ABOUT THIS TASK> Below are the records. List every line holding the word "only".

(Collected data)

// This Source Code Form is subject to the terms of the Mozilla Public
// License, v. 2.0. If a copy of the MPL was not distributed with this
// file, You can obtain one at http://mozilla.org/MPL/2.0/.

//! Error type for all calpipe-related errors. This should be the *only* error
//! enum that is publicly visible from the binary.

use thiserror::Error;

use crate::{
    callibrary::CalLibraryError,
    caltable::CalTableError,
    domain::CatalogError,
    flagging::ViewError,
    tasks::{InputsError, JobError, TaskError},
};

/// The *only* publicly visible error from the calpipe binary. Each variant
/// names the part of the pipeline that went wrong, unless it's "generic".
#[derive(Error, Debug)]
pub enum CalpipeError {
    /// An error related to the calibration library.
    #[error("{0}\n\nCalibration applications are activated only when all of their tables exist.")]
    CalLibrary(String),

    /// An error related to the observing-run catalog.
    #[error("{0}\n\nMeasurement sets are identified by their basename or by an intent.")]
    Catalog(String),

    /// Bad task or subcommand inputs.
    #[error("{0}")]
    Inputs(String),

    /// An external job failed.
    #[error("{0}\n\nTry turning up verbosity (-v or -vv) to see the job that failed.")]
    Job(String),

    /// A task's outputs didn't verify.
    #[error("{0}")]
    Task(String),

    /// An error related to views or flag commands.
    #[error("{0}\n\nView data and flags must be rectangular and share a shape with the view's axes.")]
    Flagging(String),

    /// An error related to reading calibration tables.
    #[error("{0}")]
    CalTable(String),

    /// An error related to argument files.
    #[error("{0}\n\nArgument files may be TOML or JSON; any CLI arguments override those in the file.")]
    ArgFile(String),

    /// A generic error that can't be clarified further, e.g. IO errors.
    #[error("{0}")]
    Generic(String),
}

// When changing the error propagation below, ensure `Self::from(e)` uses the
// correct `e`!

impl From<CalLibraryError> for CalpipeError {
    fn from(e: CalLibraryError) -> Self {
        Self::CalLibrary(e.to_string())
    }
}

impl From<CatalogError> for CalpipeError {
    fn from(e: CatalogError) -> Self {
        Self::Catalog(e.to_string())
    }
}

impl From<InputsError> for CalpipeError {
    fn from(e: InputsError) -> Self {
        let s = e.to_string();
        match e {
            InputsError::Missing(_) | InputsError::Invalid { .. } => Self::Inputs(s),
            InputsError::Catalog(e) => Self::from(e),
        }
    }
}

impl From<JobError> for CalpipeError {
    fn from(e: JobError) -> Self {
        Self::Job(e.to_string())
    }
}

impl From<ViewError> for CalpipeError {
    fn from(e: ViewError) -> Self {
        Self::Flagging(e.to_string())
    }
}

impl From<CalTableError> for CalpipeError {
    fn from(e: CalTableError) -> Self {
        Self::CalTable(e.to_string())
    }
}

impl From<TaskError> for CalpipeError {
    fn from(e: TaskError) -> Self {
        let s = e.to_string();
        match e {
            TaskError::Inputs(e) => Self::from(e),
            TaskError::Job(e) => Self::from(e),
            TaskError::CalLibrary(e) => Self::from(e),
            TaskError::Catalog(e) => Self::from(e),
            TaskError::CalTable(e) => Self::from(e),
            TaskError::View(e) => Self::from(e),
            TaskError::Verification { .. } => Self::Task(s),
        }
    }
}

impl From<std::io::Error> for CalpipeError {
    fn from(e: std::io::Error) -> Self {
        Self::Generic(e.to_string())
    }
}

impl From<serde_json::Error> for CalpipeError {
    fn from(e: serde_json::Error) -> Self {
        Self::Generic(e.to_string())
    }
}

impl From<toml::ser::Error> for CalpipeError {
    fn from(e: toml::ser::Error) -> Self {
        Self::Generic(e.to_string())
    }
}
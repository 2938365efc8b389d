// This Source Code Form is subject to the terms of the Mozilla Public
// License, v. 2.0. If a copy of the MPL was not distributed with this
// file, You can obtain one at http://mozilla.org/MPL/2.0/.

//! Common arguments and helpers for command-line interfaces.

mod printers;

pub(super) use printers::InfoPrinter;
pub(crate) use printers::{display_warnings, Warn};

use itertools::Itertools;
use strum::IntoEnumIterator;
use strum_macros::{Display, EnumIter, EnumString};

use crate::callibrary::OverridePolicy;

lazy_static::lazy_static! {
    pub(super) static ref ARG_FILE_TYPES_COMMA_SEPARATED: String = ArgFileTypes::iter().join(", ");

    pub(super) static ref ARG_FILE_HELP: String =
        format!("All arguments may be specified in a file. Any CLI arguments override arguments set in the file. Supported formats: {}", *ARG_FILE_TYPES_COMMA_SEPARATED);

    pub(super) static ref OVERRIDE_POLICIES_COMMA_SEPARATED: String = OverridePolicy::iter().join(", ");

    pub(super) static ref OVERRIDE_POLICY_HELP: String =
        format!("How overlapping calibration selectors are resolved. Default: {}. Supported policies: {}",
                OverridePolicy::default(), *OVERRIDE_POLICIES_COMMA_SEPARATED);
}

#[derive(Debug, Display, EnumIter, EnumString)]
pub(super) enum ArgFileTypes {
    #[strum(serialize = "toml")]
    Toml,
    #[strum(serialize = "json")]
    Json,
}

/// Deserialise a TOML or JSON file into whatever type the caller expects.
/// Argument files, calibration application files and view files are all read
/// this way. The caller must return `Result<_, CalpipeError>`.
macro_rules! unpack_arg_file {
    ($arg_file:expr) => ({
        use std::{fs::File, io::Read, str::FromStr};

        use crate::cli::common::{ArgFileTypes, ARG_FILE_TYPES_COMMA_SEPARATED};

        log::debug!("Attempting to parse argument file {}", $arg_file.display());

        let mut contents = String::new();
        let arg_file_type = $arg_file
            .extension()
            .and_then(|e| e.to_str())
            .map(|e| e.to_lowercase())
            .and_then(|e| ArgFileTypes::from_str(&e).ok());

        match arg_file_type {
            Some(ArgFileTypes::Toml) => {
                log::debug!("Parsing toml file...");
                let mut fh = File::open(&$arg_file)?;
                fh.read_to_string(&mut contents)?;
                match toml::from_str(&contents) {
                    Ok(p) => p,
                    Err(err) => {
                        return Err(CalpipeError::ArgFile(format!(
                            "Couldn't decode toml structure from {:?}:\n{err}",
                            $arg_file
                        )))
                    }
                }
            }
            Some(ArgFileTypes::Json) => {
                log::debug!("Parsing json file...");
                let mut fh = File::open(&$arg_file)?;
                fh.read_to_string(&mut contents)?;
                match serde_json::from_str(&contents) {
                    Ok(p) => p,
                    Err(err) => {
                        return Err(CalpipeError::ArgFile(format!(
                            "Couldn't decode json structure from {:?}:\n{err}",
                            $arg_file
                        )))
                    }
                }
            }

            _ => {
                return Err(CalpipeError::ArgFile(format!(
                    "Argument file '{:?}' doesn't have a recognised file extension! Valid extensions are: {}", $arg_file, *ARG_FILE_TYPES_COMMA_SEPARATED)
                ))
            }
        }
    });
}
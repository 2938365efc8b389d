// This Source Code Form is subject to the terms of the Mozilla Public
// License, v. 2.0. If a copy of the MPL was not distributed with this
// file, You can obtain one at http://mozilla.org/MPL/2.0/.

use thiserror::Error;

use crate::{
    callibrary::CalLibraryError, caltable::CalTableError, domain::CatalogError,
    flagging::ViewError,
};

/// Errors from turning task arguments into task parameters.
#[derive(Error, Debug)]
pub enum InputsError {
    #[error("No value was given for '{0}', and none could be inferred")]
    Missing(&'static str),

    #[error("Invalid value '{value}' for '{name}': {reason}")]
    Invalid {
        name: &'static str,
        value: String,
        reason: String,
    },

    #[error(transparent)]
    Catalog(#[from] CatalogError),
}

#[derive(Error, Debug)]
pub enum JobError {
    #[error("Job {job} failed: {reason}")]
    Failed { job: String, reason: String },

    #[error("No runner knows how to execute job {0}")]
    Unsupported(String),
}

#[derive(Error, Debug)]
pub enum TaskError {
    #[error(transparent)]
    Inputs(#[from] InputsError),

    #[error(transparent)]
    Job(#[from] JobError),

    #[error(transparent)]
    CalLibrary(#[from] CalLibraryError),

    #[error(transparent)]
    Catalog(#[from] CatalogError),

    #[error(transparent)]
    CalTable(#[from] CalTableError),

    #[error(transparent)]
    View(#[from] ViewError),

    /// The outputs of a task weren't what they should have been.
    #[error("{task}: {reason}")]
    Verification { task: &'static str, reason: String },
}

COMPLETED EXERCISE>
//! Error type for all calpipe-related errors. This should be the *only* error
/// The *only* publicly visible error from the calpipe binary. Each variant
    #[error("{0}\n\nCalibration applications are activated only when all of their tables exist.")]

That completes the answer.